If the far right wants an inquiry into how different ethnic groups fare in the criminal justice system in 2026, I would be the first to welcome it. The historical data suggests that such analysis would reveal the precise inverse of their vision of so-called “two-tier policing”.
Farage’s rhetoric mirrors that of the British National Party (BNP) in the 1980s and 1990s. Its infamous “Rights for Whites” slogan was used to stir up racist sentiment across the country. In east London, the party claimed that Bangladeshi households were receiving preferential treatment in social housing, a vile campaign that helped its first ever local councillor to be elected in the Isle of Dogs in 1993.
This year marks 25 years since the 2001 riots in Oldham, and later Bradford and Burnley. Prior to them, the BNP and other far-right groups spread baseless myths in predominantly white areas that Pakistanis were receiving disproportionate levels of public funding, particularly for the construction of mosques. Yet the evidence suggested the opposite: 52% of Pakistanis and 61% of Bangladeshis lived in the most deprived 10% of areas in the town, compared with just 7% of white residents, according to the deprivation index used by Oldham Council.
Despite that, the majority of regeneration funding in the six years preceding the riots went to predominantly white areas. The Alexandra, Coldhurst and Werneth wards of Oldham, where South Asians were disproportionately concentrated, ranked among the most deprived 1% of areas nationally, according to the UK government’s Indices of Deprivation 2000.

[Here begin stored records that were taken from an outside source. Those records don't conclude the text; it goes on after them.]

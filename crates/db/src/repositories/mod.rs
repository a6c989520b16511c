//! Repository implementations for data access.
//!
//! Repositories implement the persistence traits from `voucherbook-core`, hiding the
//! `SeaORM` details from the rest of the application.

pub mod ledger;
pub mod voucher;

pub use ledger::PgLedgerDirectory;
pub use voucher::PgVoucherRepository;

use sea_orm::{DbErr, SqlErr};
use voucherbook_core::voucher::PersistenceError;

/// Maps a database error onto the persistence taxonomy.
///
/// Connection failures become `Unreachable` so callers can tell "could not reach the
/// store" apart from a refused write.
pub(crate) fn db_error(err: &DbErr) -> PersistenceError {
    if let Some(SqlErr::ForeignKeyConstraintViolation(detail)) = err.sql_err() {
        return PersistenceError::Rejected(format!("unknown reference: {detail}"));
    }
    match err {
        DbErr::Conn(_) | DbErr::ConnectionAcquire(_) => PersistenceError::Unreachable(err.to_string()),
        _ => PersistenceError::Storage(err.to_string()),
    }
}
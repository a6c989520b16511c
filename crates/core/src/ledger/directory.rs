//! Ledger lookup used while entering and validating vouchers.

use std::collections::HashMap;

use async_trait::async_trait;
use voucherbook_shared::types::LedgerId;

use super::types::{LedgerKind, LedgerReference};
use crate::voucher::error::PersistenceError;

/// Read-only source of ledger references (the ledger master).
#[async_trait]
pub trait LedgerDirectory: Send + Sync {
    /// Lists ledgers whose kind is in `kinds`; an empty slice lists every ledger.
    async fn list_ledgers(
        &self,
        kinds: &[LedgerKind],
    ) -> Result<Vec<LedgerReference>, PersistenceError>;

    /// Loads a snapshot of every ledger for validation.
    async fn ledger_table(&self) -> Result<LedgerTable, PersistenceError> {
        Ok(self.list_ledgers(&[]).await?.into_iter().collect())
    }

    /// Checks that the backing store answers.
    async fn ping(&self) -> Result<(), PersistenceError> {
        self.list_ledgers(&[]).await.map(|_| ())
    }
}

/// Snapshot of the ledger master keyed by ledger id.
#[derive(Debug, Clone, Default)]
pub struct LedgerTable {
    by_id: HashMap<LedgerId, LedgerReference>,
}

impl LedgerTable {
    /// Looks up a ledger.
    #[must_use]
    pub fn get(&self, id: &LedgerId) -> Option<&LedgerReference> {
        self.by_id.get(id)
    }

    /// Returns the kind of a ledger, if it exists.
    #[must_use]
    pub fn kind_of(&self, id: &LedgerId) -> Option<LedgerKind> {
        self.get(id).map(|ledger| ledger.kind)
    }

    /// Number of ledgers in the table.
    #[must_use]
    pub fn len(&self) -> usize {
        self.by_id.len()
    }

    /// Returns true if the table holds no ledgers.
    #[must_use]
    pub fn is_empty(&self) -> bool {
        self.by_id.is_empty()
    }

    /// Ledgers of the given kinds (all ledgers for an empty slice), sorted by name.
    #[must_use]
    pub fn filter_kinds(&self, kinds: &[LedgerKind]) -> Vec<LedgerReference> {
        let mut ledgers: Vec<LedgerReference> = self
            .by_id
            .values()
            .filter(|ledger| kinds.is_empty() || kinds.contains(&ledger.kind))
            .cloned()
            .collect();
        ledgers.sort_by(|a, b| a.name.cmp(&b.name).then_with(|| a.id.cmp(&b.id)));
        ledgers
    }
}

impl FromIterator<LedgerReference> for LedgerTable {
    fn from_iter<I: IntoIterator<Item = LedgerReference>>(iter: I) -> Self {
        Self {
            by_id: iter
                .into_iter()
                .map(|ledger| (ledger.id.clone(), ledger))
                .collect(),
        }
    }
}

#[cfg(test)]
mod tests {
    use super::*;

    fn table() -> LedgerTable {
        [
            LedgerReference::new("1", "Cash", LedgerKind::Cash),
            LedgerReference::new("2", "State Bank", LedgerKind::Bank),
            LedgerReference::new("3", "Acme Traders", LedgerKind::Party),
        ]
        .into_iter()
        .collect()
    }

    #[test]
    fn test_lookup() {
        let table = table();
        assert_eq!(table.len(), 3);
        assert_eq!(table.kind_of(&LedgerId::from("2")), Some(LedgerKind::Bank));
        assert_eq!(table.kind_of(&LedgerId::from("9")), None);
    }

    #[test]
    fn test_filter_kinds_sorted_by_name() {
        let cash_bank = table().filter_kinds(&[LedgerKind::Cash, LedgerKind::Bank]);
        let names: Vec<_> = cash_bank.iter().map(|l| l.name.as_str()).collect();
        assert_eq!(names, vec!["Cash", "State Bank"]);
        assert_eq!(table().filter_kinds(&[]).len(), 3);
    }
}
//! Voucher repository backed by `PostgreSQL`.
//!
//! A voucher and its lines are written in one database transaction. Number uniqueness
//! per type and fiscal year is enforced by a unique index, so two writers racing for the
//! same number cannot both succeed.

use std::collections::HashMap;
use std::str::FromStr;

use async_trait::async_trait;
use chrono::Utc;
use rust_decimal::Decimal;
use sea_orm::{
    ActiveModelTrait, ColumnTrait, DatabaseConnection, DatabaseTransaction, DbErr, EntityTrait,
    PaginatorTrait, QueryFilter, QueryOrder, QuerySelect, Set, SqlErr, TransactionTrait,
};
use uuid::Uuid;
use voucherbook_core::fiscal::{FiscalCalendar, FiscalYear};
use voucherbook_core::voucher::{
    Direction, EntryMode, ItemAllocation, PersistenceError, Voucher, VoucherFieldConfig,
    VoucherFilter, VoucherLine, VoucherRepository, VoucherSummary, VoucherType,
};
use voucherbook_shared::types::{
    Amount, CostCentreId, GodownId, LedgerId, PageRequest, PageResponse, StockItemId, VoucherId,
};

use super::db_error;
use crate::entities::{voucher_lines, vouchers};

/// Voucher repository for CRUD operations.
#[derive(Debug, Clone)]
pub struct PgVoucherRepository {
    db: DatabaseConnection,
    calendar: FiscalCalendar,
}

impl PgVoucherRepository {
    /// Creates a new voucher repository.
    #[must_use]
    pub const fn new(db: DatabaseConnection, calendar: FiscalCalendar) -> Self {
        Self { db, calendar }
    }

    fn fiscal_year_of(&self, voucher: &Voucher) -> Result<(chrono::NaiveDate, FiscalYear), PersistenceError> {
        let date = voucher
            .date
            .ok_or_else(|| PersistenceError::Rejected("voucher date is required".into()))?;
        let year = self.calendar.year_of(date).ok_or_else(|| {
            PersistenceError::Rejected(format!("no fiscal year contains {date}"))
        })?;
        Ok((date, year))
    }

    /// Maps a write failure, recognising a clash on the voucher number index.
    fn write_error(err: &DbErr, voucher: &Voucher) -> PersistenceError {
        if let Some(SqlErr::UniqueConstraintViolation(_)) = err.sql_err() {
            return PersistenceError::DuplicateNumber {
                number: voucher.number.clone(),
                voucher_type: voucher.voucher_type,
            };
        }
        db_error(err)
    }

    async fn insert_lines(
        txn: &DatabaseTransaction,
        id: Uuid,
        voucher: &Voucher,
    ) -> Result<(), PersistenceError> {
        for (position, line) in voucher.lines().iter().enumerate() {
            line_model(id, position, line)?
                .insert(txn)
                .await
                .map_err(|e| db_error(&e))?;
        }
        Ok(())
    }

    async fn load_lines(
        &self,
        ids: Vec<Uuid>,
    ) -> Result<HashMap<Uuid, Vec<voucher_lines::Model>>, PersistenceError> {
        let rows = voucher_lines::Entity::find()
            .filter(voucher_lines::Column::VoucherId.is_in(ids))
            .order_by_asc(voucher_lines::Column::VoucherId)
            .order_by_asc(voucher_lines::Column::Position)
            .all(&self.db)
            .await
            .map_err(|e| db_error(&e))?;

        let mut grouped: HashMap<Uuid, Vec<voucher_lines::Model>> = HashMap::new();
        for row in rows {
            grouped.entry(row.voucher_id).or_default().push(row);
        }
        Ok(grouped)
    }
}

#[async_trait]
impl VoucherRepository for PgVoucherRepository {
    async fn create(&self, voucher: &Voucher) -> Result<VoucherId, PersistenceError> {
        let (date, year) = self.fiscal_year_of(voucher)?;
        let id = VoucherId::new();
        let now = Utc::now().into();

        let txn = self.db.begin().await.map_err(|e| db_error(&e))?;

        vouchers::ActiveModel {
            id: Set(id.into_inner()),
            voucher_type: Set(voucher.voucher_type.as_str().to_string()),
            number: Set(voucher.number.trim().to_string()),
            fiscal_year: Set(year.start_year()),
            voucher_date: Set(date),
            mode: Set(mode_name(voucher.mode()).to_string()),
            reference_no: Set(voucher.reference_no.clone()),
            reference_date: Set(voucher.reference_date),
            narration: Set(voucher.narration.clone()),
            field_config: Set(config_json(&voucher.config)?),
            created_at: Set(now),
            updated_at: Set(now),
        }
        .insert(&txn)
        .await
        .map_err(|e| Self::write_error(&e, voucher))?;

        Self::insert_lines(&txn, id.into_inner(), voucher).await?;
        txn.commit().await.map_err(|e| db_error(&e))?;

        Ok(id)
    }

    async fn update(&self, id: VoucherId, voucher: &Voucher) -> Result<(), PersistenceError> {
        let (date, year) = self.fiscal_year_of(voucher)?;
        let txn = self.db.begin().await.map_err(|e| db_error(&e))?;

        let existing = vouchers::Entity::find_by_id(id.into_inner())
            .lock_exclusive()
            .one(&txn)
            .await
            .map_err(|e| db_error(&e))?
            .ok_or(PersistenceError::NotFound(id))?;

        let mut model: vouchers::ActiveModel = existing.into();
        model.voucher_type = Set(voucher.voucher_type.as_str().to_string());
        model.number = Set(voucher.number.trim().to_string());
        model.fiscal_year = Set(year.start_year());
        model.voucher_date = Set(date);
        model.mode = Set(mode_name(voucher.mode()).to_string());
        model.reference_no = Set(voucher.reference_no.clone());
        model.reference_date = Set(voucher.reference_date);
        model.narration = Set(voucher.narration.clone());
        model.field_config = Set(config_json(&voucher.config)?);
        model.updated_at = Set(Utc::now().into());
        model
            .update(&txn)
            .await
            .map_err(|e| Self::write_error(&e, voucher))?;

        voucher_lines::Entity::delete_many()
            .filter(voucher_lines::Column::VoucherId.eq(id.into_inner()))
            .exec(&txn)
            .await
            .map_err(|e| db_error(&e))?;
        Self::insert_lines(&txn, id.into_inner(), voucher).await?;

        txn.commit().await.map_err(|e| db_error(&e))?;
        Ok(())
    }

    async fn find(&self, id: VoucherId) -> Result<Option<Voucher>, PersistenceError> {
        let Some(model) = vouchers::Entity::find_by_id(id.into_inner())
            .one(&self.db)
            .await
            .map_err(|e| db_error(&e))?
        else {
            return Ok(None);
        };

        let mut lines = self.load_lines(vec![model.id]).await?;
        let rows = lines.remove(&model.id).unwrap_or_default();
        voucher_from_models(model, rows).map(Some)
    }

    async fn list(
        &self,
        filter: &VoucherFilter,
        page: PageRequest,
    ) -> Result<PageResponse<VoucherSummary>, PersistenceError> {
        let mut query = vouchers::Entity::find();

        if let Some(voucher_type) = filter.voucher_type {
            query = query.filter(vouchers::Column::VoucherType.eq(voucher_type.as_str()));
        }
        if let Some(date_from) = filter.date_from {
            query = query.filter(vouchers::Column::VoucherDate.gte(date_from));
        }
        if let Some(date_to) = filter.date_to {
            query = query.filter(vouchers::Column::VoucherDate.lte(date_to));
        }

        let paginator = query
            .order_by_desc(vouchers::Column::VoucherDate)
            .order_by_desc(vouchers::Column::CreatedAt)
            .paginate(&self.db, page.limit());
        let total = paginator.num_items().await.map_err(|e| db_error(&e))?;
        let models = paginator
            .fetch_page(u64::from(page.page.saturating_sub(1)))
            .await
            .map_err(|e| db_error(&e))?;

        let mut lines = self
            .load_lines(models.iter().map(|m| m.id).collect())
            .await?;
        let data = models
            .into_iter()
            .map(|model| {
                let rows = lines.remove(&model.id).unwrap_or_default();
                voucher_from_models(model, rows).map(|voucher| VoucherSummary::from(&voucher))
            })
            .collect::<Result<Vec<_>, _>>()?;

        Ok(PageResponse::new(data, page.page, page.per_page, total))
    }

    async fn numbers_in_fiscal_year(
        &self,
        voucher_type: VoucherType,
        year: &FiscalYear,
    ) -> Result<Vec<String>, PersistenceError> {
        vouchers::Entity::find()
            .select_only()
            .column(vouchers::Column::Number)
            .filter(vouchers::Column::VoucherType.eq(voucher_type.as_str()))
            .filter(vouchers::Column::FiscalYear.eq(year.start_year()))
            .into_tuple::<String>()
            .all(&self.db)
            .await
            .map_err(|e| db_error(&e))
    }
}

fn mode_name(mode: EntryMode) -> &'static str {
    match mode {
        EntryMode::SingleEntry => "single-entry",
        EntryMode::DoubleEntry => "double-entry",
    }
}

fn parse_mode(name: &str) -> Result<EntryMode, PersistenceError> {
    match name {
        "single-entry" => Ok(EntryMode::SingleEntry),
        "double-entry" => Ok(EntryMode::DoubleEntry),
        other => Err(PersistenceError::Storage(format!("unknown entry mode {other}"))),
    }
}

fn direction_name(direction: Direction) -> &'static str {
    match direction {
        Direction::Debit => "debit",
        Direction::Credit => "credit",
    }
}

fn parse_direction(name: &str) -> Result<Direction, PersistenceError> {
    match name {
        "debit" => Ok(Direction::Debit),
        "credit" => Ok(Direction::Credit),
        other => Err(PersistenceError::Storage(format!("unknown direction {other}"))),
    }
}

fn config_json(config: &VoucherFieldConfig) -> Result<serde_json::Value, PersistenceError> {
    serde_json::to_value(config).map_err(|e| PersistenceError::Storage(e.to_string()))
}

fn line_model(
    voucher_id: Uuid,
    position: usize,
    line: &VoucherLine,
) -> Result<voucher_lines::ActiveModel, PersistenceError> {
    let position = i32::try_from(position)
        .map_err(|_| PersistenceError::Rejected("too many voucher lines".into()))?;
    let item = line.item.as_ref();

    Ok(voucher_lines::ActiveModel {
        voucher_id: Set(voucher_id),
        position: Set(position),
        line_key: Set(line.id.clone()),
        ledger_id: Set(line.ledger_id.as_str().to_string()),
        amount: Set(line.amount.value()),
        direction: Set(direction_name(line.direction).to_string()),
        narration: Set(line.narration.clone()),
        cost_centre_id: Set(line.cost_centre_id.as_ref().map(|c| c.as_str().to_string())),
        bank_name: Set(line.bank_name.clone()),
        cheque_number: Set(line.cheque_number.clone()),
        stock_item_id: Set(item.map(|i| i.stock_item_id.as_str().to_string())),
        godown_id: Set(item.and_then(|i| i.godown_id.as_ref().map(|g| g.as_str().to_string()))),
        quantity: Set(item.map(|i| i.quantity)),
        rate: Set(item.and_then(|i| i.rate.map(Amount::value))),
    })
}

fn line_from_model(row: voucher_lines::Model) -> Result<VoucherLine, PersistenceError> {
    let item = row.stock_item_id.map(|stock_item_id| ItemAllocation {
        stock_item_id: StockItemId::new(stock_item_id),
        godown_id: row.godown_id.map(GodownId::new),
        quantity: row.quantity.unwrap_or(Decimal::ZERO),
        rate: row.rate.map(Amount::new),
    });

    Ok(VoucherLine {
        id: row.line_key,
        ledger_id: LedgerId::new(row.ledger_id),
        amount: Amount::new(row.amount),
        direction: parse_direction(&row.direction)?,
        narration: row.narration,
        cost_centre_id: row.cost_centre_id.map(CostCentreId::new),
        bank_name: row.bank_name,
        cheque_number: row.cheque_number,
        item,
    })
}

fn voucher_from_models(
    model: vouchers::Model,
    rows: Vec<voucher_lines::Model>,
) -> Result<Voucher, PersistenceError> {
    let voucher_type = VoucherType::from_str(&model.voucher_type)
        .map_err(|e| PersistenceError::Storage(e.to_string()))?;
    let config: VoucherFieldConfig = serde_json::from_value(model.field_config)
        .map_err(|e| PersistenceError::Storage(e.to_string()))?;
    let lines = rows
        .into_iter()
        .map(line_from_model)
        .collect::<Result<Vec<_>, _>>()?;

    let mut voucher = Voucher::new(voucher_type, Some(model.voucher_date), model.number)
        .with_lines(parse_mode(&model.mode)?, lines);
    voucher.id = VoucherId::from_uuid(model.id);
    voucher.reference_no = model.reference_no;
    voucher.reference_date = model.reference_date;
    voucher.narration = model.narration;
    voucher.config = config;
    Ok(voucher)
}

The rhetoric of Reform, which has now pledged to ban the kirpan, the Sikh ceremonial dagger, despite it having no connection to the murder of Henry Nowak, demonstrates the direction in which sections of the British right are heading. This is no longer simply about the economic effects of immigration or the alleged ideological incompatibility of Islam with western values. It is a clear appeal to white grievance politics, built on the claim that established minority communities are receiving unfair advantages at the expense of everyone else.
When such false narratives become widely accepted as truth, resentment can morph into something far more dangerous. Those exploiting Henry Nowak’s murder to spread their racist bile do so with little care for a teenager whose life was tragically cut short, or his grieving family. Mark Nowak called for safer streets in the wake of his son’s death. The populist and far right are determined to ensure the opposite.